A proven global business leader, Davis began his career at Procter and Gamble where he held various sales management positions. Subsequently, Davis joined PepsiCo, the Frito-Lay Division, for a 14-year tenure holding numerous sales and executive management positions with his last position being president of Hostess Frito-Lay Company in Canada. Other experience includes senior leadership positions at Kettle Foods, Inc, Barilla America, Inc and Starbucks Coffee Company. At Kettle Foods and Barilla America, Davis functioned in chief executive roles. At Starbucks Coffee Company he served as president of North America, responsible for operations, store development, marketing, finance, and human resources for all channels of business.

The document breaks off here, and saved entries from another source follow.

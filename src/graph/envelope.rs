use crate::{
    dsp::envelope::{Envelope, EnvelopeShape, EnvelopeState},
    graph::node::{GraphNode, RenderCtx},
};

/// Gated envelope as a control signal.
///
/// Renders the envelope's gain into the buffer; combine with `.amplify()` to
/// shape a source. Stays active until the release has faded to silence.
pub struct EnvNode {
    env: Envelope,
}

impl EnvNode {
    pub fn new(shape: EnvelopeShape) -> Self {
        Self {
            env: Envelope::new(shape),
        }
    }

    pub fn level(&self) -> f32 {
        self.env.level()
    }

    pub fn state(&self) -> EnvelopeState {
        self.env.state()
    }
}

impl GraphNode for EnvNode {
    fn render_block(&mut self, out: &mut [f32], ctx: &RenderCtx) {
        self.env.render(out, ctx);
    }

    fn note_on(&mut self, ctx: &RenderCtx) {
        self.env.note_on(ctx);
    }

    fn note_off(&mut self, ctx: &RenderCtx) {
        self.env.note_off(ctx);
    }

    fn is_active(&self) -> bool {
        self.env.is_active()
    }
}

#[cfg(test)]
mod tests {
    use super::*;
    use crate::graph::{extensions::NodeExt, oscillator::OscNode};

    #[test]
    fn gates_a_source() {
        let ctx = RenderCtx::from_freq(1_000.0, 100.0, 1.0);
        let mut voice = OscNode::square().amplify(EnvNode::new(EnvelopeShape::attack_hold(
            0.01, 0.5, 0.02,
        )));

        voice.note_on(&ctx);
        let mut buffer = [0.0f32; 64];
        voice.render_block(&mut buffer, &ctx);
        assert!((buffer[20].abs() - 0.5).abs() < 1e-6);

        voice.note_off(&ctx);
        voice.render_block(&mut buffer, &ctx);
        assert!(buffer[30..].iter().all(|&s| s == 0.0));
        assert!(!voice.is_active());
    }
}
//! Output device setup and the audio callback.

use std::sync::{Arc, Mutex};

use color_eyre::eyre::{eyre, Result as EyreResult, WrapErr};
use cpal::{
    traits::{DeviceTrait, HostTrait, StreamTrait},
    Device, SampleFormat, SampleRate, Stream, StreamConfig,
};
use sori::{Session, MAX_BLOCK_SIZE};
use tracing::{error, info, warn};

/// The default output device and the stream config to open it with.
pub struct Output {
    device: Device,
    config: StreamConfig,
}

impl Output {
    /// Open the default output device, preferring `rate_hint` if it offers it.
    pub fn open(rate_hint: Option<u32>) -> EyreResult<Self> {
        let host = cpal::default_host();
        let device = host
            .default_output_device()
            .ok_or_else(|| eyre!("no default output device available"))?;

        let config = match rate_hint.and_then(|hint| hinted_config(&device, hint)) {
            Some(config) => config,
            None => {
                if let Some(hint) = rate_hint {
                    warn!(hint, "sample rate hint not supported, using device default");
                }
                device
                    .default_output_config()
                    .wrap_err("failed to fetch default output config")?
                    .config()
            }
        };

        info!(
            device = device.name().unwrap_or_default(),
            sample_rate = config.sample_rate.0,
            channels = config.channels,
            "audio output"
        );
        Ok(Self { device, config })
    }

    pub fn sample_rate(&self) -> f32 {
        self.config.sample_rate.0 as f32
    }

    /// Start pulling blocks from `session`. Dropping the stream stops audio.
    pub fn start(self, session: Arc<Mutex<Session>>) -> EyreResult<Stream> {
        let channels = self.config.channels as usize;
        let mut block = vec![0.0f32; MAX_BLOCK_SIZE];

        let stream = self.device.build_output_stream(
            &self.config,
            move |data: &mut [f32], _| {
                let Ok(mut session) = session.lock() else {
                    data.fill(0.0);
                    return;
                };

                let total_frames = data.len() / channels;
                let mut frames_written = 0;
                while frames_written < total_frames {
                    let frames = (total_frames - frames_written).min(MAX_BLOCK_SIZE);
                    let mono = &mut block[..frames];
                    session.render_block(mono);

                    // mono to all channels
                    let out_off = frames_written * channels;
                    for (i, &s) in mono.iter().enumerate() {
                        let frame = &mut data[out_off + i * channels..out_off + (i + 1) * channels];
                        frame.fill(s);
                    }
                    frames_written += frames;
                }
            },
            |err| error!(%err, "audio stream error"),
            None,
        )?;

        stream.play()?;
        Ok(stream)
    }
}

fn hinted_config(device: &Device, hint: u32) -> Option<StreamConfig> {
    let mut ranges = device.supported_output_configs().ok()?;
    ranges
        .find(|range| {
            range.sample_format() == SampleFormat::F32
                && range.min_sample_rate().0 <= hint
                && hint <= range.max_sample_rate().0
        })
        .map(|range| range.with_sample_rate(SampleRate(hint)).config())
}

“We are very pleased to strengthen our management team with the appointment of Paul Davis,” said Dave Cole, chief executive officer of Coinstar, Inc. “Paul’s deep roots in operations and management, combined with a results orientation and strong analytical skills, make him an exceptional fit for Coinstar. We are delighted to have him on board.”
“I’m impressed with Coinstar’s 4th Wall program and the potential it has to bring continued value to retail customers and consumers,” said Paul Davis. “I believe Coinstar has an excellent outlook and I look forward to being an integral part of the leadership team.”

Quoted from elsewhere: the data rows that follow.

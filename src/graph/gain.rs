use crate::{
    dsp::ramp::Ramp,
    graph::node::{GraphNode, RenderCtx},
};

/// Scheduled gain as a control signal.
///
/// One-shot voices don't get a note-off; their loudness follows a ramp that
/// starts on note-on. A gain node never ends a voice on its own, the source it
/// scales does.
pub struct GainNode {
    ramp: Ramp,
}

impl GainNode {
    pub fn new(ramp: Ramp) -> Self {
        Self { ramp }
    }

    pub fn constant(value: f32) -> Self {
        Self::new(Ramp::constant(value))
    }

    pub fn exponential(from: f32, to: f32, seconds: f32) -> Self {
        Self::new(Ramp::exponential(from, to, seconds))
    }
}

impl GraphNode for GainNode {
    fn render_block(&mut self, out: &mut [f32], ctx: &RenderCtx) {
        self.ramp.render(out, ctx.sample_rate);
    }

    fn note_on(&mut self, _ctx: &RenderCtx) {
        self.ramp.reset();
    }
}

#[cfg(test)]
mod tests {
    use super::*;

    #[test]
    fn decays_and_holds_floor() {
        let ctx = RenderCtx::from_freq(1_000.0, 0.0, 1.0);
        let mut gain = GainNode::exponential(0.3, 0.01, 0.05);
        gain.note_on(&ctx);

        let mut buffer = [0.0f32; 100];
        gain.render_block(&mut buffer, &ctx);

        assert!((buffer[0] - 0.3).abs() < 1e-6);
        assert!(buffer.windows(2).take(50).all(|w| w[1] < w[0]));
        assert!(buffer[60..].iter().all(|&g| (g - 0.01).abs() < 1e-6));
        assert!(gain.is_active());
    }
}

Davis will be responsible for all lines of business operations, sales, manufacturing and supply chain and customer service. He will report directly to Chief Executive Officer Dave Cole.
About Coinstar Inc.
Coinstar, Inc. (NASDAQ:CSTR) is a multi-national company offering a range of 4th Wall solutions for the retailers’ front of store consisting of self-service coin counting, electronic payment solutions, entertainment services, money transfer and self-service DVD rental. The company’s products and services can be found at more than 56,000 retail locations including supermarkets, drug stores, mass merchants, financial institutions, convenience stores and restaurants. For more information, visit www.coinstar.com.

 


 

# # #
Certain statements in this press release are “forward-looking statements” within the meaning of the Private Securities Litigation Reform Act of 1995. The words “believe,” “estimate,” “expect,” “intend,” “anticipate,” “goals,” variations of such words, and similar expressions identify forward-looking statements, but their absence does not mean that the statement is not forward-looking. Forward-looking statements are not guarantees of future performance and actual results may vary materially from the results expressed or implied in such statements. Differences may result from actions taken by Coinstar, Inc., as well as from risks and uncertainties beyond Coinstar, Inc.’s control. Such risks and uncertainties include, but are not limited to, changes in the number and mix of anticipated installations, relocations, and removals, the termination, non-renewal or renegotiation on materially adverse terms of our contracts with our significant retailers, payment of increased service fees to retailers, the ability to attract new retailers, penetrate new markets and distribution channels, cross-sell our products and services and react to changing consumer demands, the ability to achieve the strategic and financial objectives for our entry into or expansion of new businesses, the ability to adequately protect our intellectual property, and the application of substantial federal, state, local and foreign laws and regulations specific to our business. The foregoing list of risks and uncertainties is illustrative, but by no means exhaustive. For more information on factors that may affect future performance, please review “Risk Factors” described in Item 1A of Part I of our most recent Annual Report on Form 10-K filed with the Securities and Exchange Commission. These forward-looking statements reflect Coinstar, Inc.’s expectations as of the date of this release. Coinstar, Inc. undertakes no obligation to update the information provided herein.